As long as the COVID-19 virus continues infecting people, it will keep replicating inside them, however, that does necessarily mean the new variants will keep on developing as regularly, or even that the new variants will be more dangerous.

Over half of the worlds’ population is still not vaccinated which makes it highly likely that the virus will continue finding people to infect and replicate inside the host bodies for many months or years to come.

Every time a virus develops a copy of itself, a small mutation could take place. Those changes could enable the virus to survive by evolving into new variants. This, however, does not imply that the virus will continue evolving in a manner similar to how it emerged during late 2019.

A virus expert at Pennsylvania State University Andrew Read said that when a virus infects a new species, it requires an adaptation to the new host in order to spread more widely.

According to the Centers for Disease Control and Prevention, the delta variant is twice as contagious as the earlier versions of COVID-19. According to a virus and infectious disease expert at the University of Michigan Dr. Adam Lauring, while the virus can still mutate and become increasingly infectious, it will most probably not double its transmission rate again.

Lauring added, “We’ve seen a stage of rapid evolution for the virus. It’s been harvesting the low-hanging fruit, but there’s not an infinite number of things it can do”.

It is a possibility that the virus could become more deadly, but there is no evolutionary reason for that to happen. It is less likely for extremely sick people to socialize and spread the virus to others.

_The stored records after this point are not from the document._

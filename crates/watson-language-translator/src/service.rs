//! Language Translator v3 operations.

use reqwest::multipart::Form;
use reqwest::Method;
use serde::Serialize;

use watson_core::{not_empty, Authenticator, Error, Result, ServiceCredentials, WatsonService};

use crate::models::{
    CreateModelOptions, DeleteModelResult, DocumentList, DocumentStatus, IdentifiableLanguages,
    IdentifiedLanguages, TranslateDocumentOptions, TranslateOptions, TranslationModel,
    TranslationModels, TranslationResult,
};

const SERVICE_NAME: &str = "language_translator";

#[derive(Serialize)]
struct TranslateRequest {
    text: Vec<String>,
    #[serde(skip_serializing_if = "Option::is_none")]
    model_id: Option<String>,
    #[serde(skip_serializing_if = "Option::is_none")]
    source: Option<String>,
    #[serde(skip_serializing_if = "Option::is_none")]
    target: Option<String>,
}

/// Language Translator service client.
pub struct LanguageTranslator {
    service: WatsonService,
}

impl LanguageTranslator {
    pub const DEFAULT_URL: &'static str =
        "https://gateway.watsonplatform.net/language-translator/api";

    /// `version` is the API version date (yyyy-MM-dd) sent with every call.
    pub fn new(version: impl Into<String>, authenticator: Authenticator) -> Result<Self> {
        let version = version.into();
        not_empty(&version, "version")?;
        let service =
            WatsonService::new(SERVICE_NAME, Self::DEFAULT_URL, authenticator)?.with_version(version);
        Ok(Self { service })
    }

    /// Build a client from `WATSON_LANGUAGE_TRANSLATOR_*` environment variables.
    pub fn from_env(version: impl Into<String>) -> Result<Self> {
        let credentials = ServiceCredentials::from_env(SERVICE_NAME)?;
        let mut client = Self::new(version, credentials.authenticator)?;
        if let Some(url) = credentials.url {
            client.set_endpoint(&url)?;
        }
        Ok(client)
    }

    pub fn set_endpoint(&mut self, endpoint: &str) -> Result<()> {
        self.service.set_endpoint(endpoint)
    }

    /// Translate text from one language to another.
    pub async fn translate(&self, options: TranslateOptions) -> Result<TranslationResult> {
        if options.text.is_empty() {
            return Err(Error::InvalidInput("text cannot be empty".to_string()));
        }
        if options.model_id.is_none() && (options.source.is_none() || options.target.is_none()) {
            return Err(Error::InvalidInput(
                "either model_id or both source and target must be supplied".to_string(),
            ));
        }

        let body = TranslateRequest {
            text: options.text,
            model_id: options.model_id,
            source: options.source,
            target: options.target,
        };
        let request = self
            .service
            .request(Method::POST, &["v3", "translate"])?
            .json(&body)?;
        self.service.send_json(request).await
    }

    /// Identify the language of the given text.
    pub async fn identify(&self, text: &str) -> Result<IdentifiedLanguages> {
        not_empty(text, "text")?;
        let request = self
            .service
            .request(Method::POST, &["v3", "identify"])?
            .raw(text.as_bytes().to_vec(), "text/plain");
        self.service.send_json(request).await
    }

    /// List the languages that the service can identify.
    pub async fn list_identifiable_languages(&self) -> Result<IdentifiableLanguages> {
        let request = self
            .service
            .request(Method::GET, &["v3", "identifiable_languages"])?;
        self.service.send_json(request).await
    }

    /// List available translation models, optionally filtered.
    pub async fn list_models(
        &self,
        source: Option<&str>,
        target: Option<&str>,
        default_models: Option<bool>,
    ) -> Result<TranslationModels> {
        let mut request = self.service.request(Method::GET, &["v3", "models"])?;
        if let Some(source) = source {
            request = request.query("source", source);
        }
        if let Some(target) = target {
            request = request.query("target", target);
        }
        if let Some(default_models) = default_models {
            request = request.query("default", default_models);
        }
        self.service.send_json(request).await
    }

    /// Train a custom model from a forced glossary and/or parallel corpus.
    pub async fn create_model(&self, options: CreateModelOptions) -> Result<TranslationModel> {
        not_empty(&options.base_model_id, "base_model_id")?;
        if options.forced_glossary.is_none() && options.parallel_corpus.is_none() {
            return Err(Error::InvalidInput(
                "at least one of forced_glossary or parallel_corpus must be supplied".to_string(),
            ));
        }

        let mut form = Form::new();
        if let Some(forced_glossary) = options.forced_glossary {
            form = form.part("forced_glossary", forced_glossary.into_part()?);
        }
        if let Some(parallel_corpus) = options.parallel_corpus {
            form = form.part("parallel_corpus", parallel_corpus.into_part()?);
        }

        let mut request = self
            .service
            .request(Method::POST, &["v3", "models"])?
            .query("base_model_id", &options.base_model_id);
        if let Some(name) = options.name {
            request = request.query("name", name);
        }
        self.service.send_json(request.multipart(form)).await
    }

    /// Get information about a translation model.
    pub async fn get_model(&self, model_id: &str) -> Result<TranslationModel> {
        not_empty(model_id, "model_id")?;
        let request = self
            .service
            .request(Method::GET, &["v3", "models", model_id])?;
        self.service.send_json(request).await
    }

    /// Delete a custom translation model.
    pub async fn delete_model(&self, model_id: &str) -> Result<DeleteModelResult> {
        not_empty(model_id, "model_id")?;
        let request = self
            .service
            .request(Method::DELETE, &["v3", "models", model_id])?;
        self.service.send_json(request).await
    }

    /// Submit a document for translation.
    pub async fn translate_document(
        &self,
        options: TranslateDocumentOptions,
    ) -> Result<DocumentStatus> {
        not_empty(&options.file.filename, "filename")?;

        let mut form = Form::new().part("file", options.file.into_part()?);
        if let Some(model_id) = options.model_id {
            form = form.text("model_id", model_id);
        }
        if let Some(source) = options.source {
            form = form.text("source", source);
        }
        if let Some(target) = options.target {
            form = form.text("target", target);
        }
        if let Some(document_id) = options.document_id {
            form = form.text("document_id", document_id);
        }

        let request = self
            .service
            .request(Method::POST, &["v3", "documents"])?
            .multipart(form);
        self.service.send_json(request).await
    }

    /// List documents submitted for translation.
    pub async fn list_documents(&self) -> Result<DocumentList> {
        let request = self.service.request(Method::GET, &["v3", "documents"])?;
        self.service.send_json(request).await
    }

    /// Get the translation status of a document.
    pub async fn get_document_status(&self, document_id: &str) -> Result<DocumentStatus> {
        not_empty(document_id, "document_id")?;
        let request = self
            .service
            .request(Method::GET, &["v3", "documents", document_id])?;
        self.service.send_json(request).await
    }

    /// Delete a submitted document and its translation.
    pub async fn delete_document(&self, document_id: &str) -> Result<()> {
        not_empty(document_id, "document_id")?;
        let request = self
            .service
            .request(Method::DELETE, &["v3", "documents", document_id])?;
        self.service.send_no_content(request).await
    }

    /// Download the translated document, optionally converted to `accept`.
    pub async fn get_translated_document(
        &self,
        document_id: &str,
        accept: Option<&str>,
    ) -> Result<Vec<u8>> {
        not_empty(document_id, "document_id")?;
        let mut request = self.service.request(
            Method::GET,
            &["v3", "documents", document_id, "translated_document"],
        )?;
        if let Some(accept) = accept {
            request = request.accept(accept)?;
        }
        self.service.send_bytes(request).await
    }
}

Experts are on the lookout to find whether emerging variants could better evade the protection people develop from vaccination and infections. a virus expert at the Fred Hutchinson Cancer Research Center Dr. Joshua Schiffer says that as an increasing number of the world population get the vaccine shots, the virus would need to be able to spread via people who have some immunity for it to survive.

He added, “The virus could take on a mutation that makes the immune response less effective”.

In that scenario, scientists might recommend that vaccine formulas should be updated periodically, similar to the annual flu shots.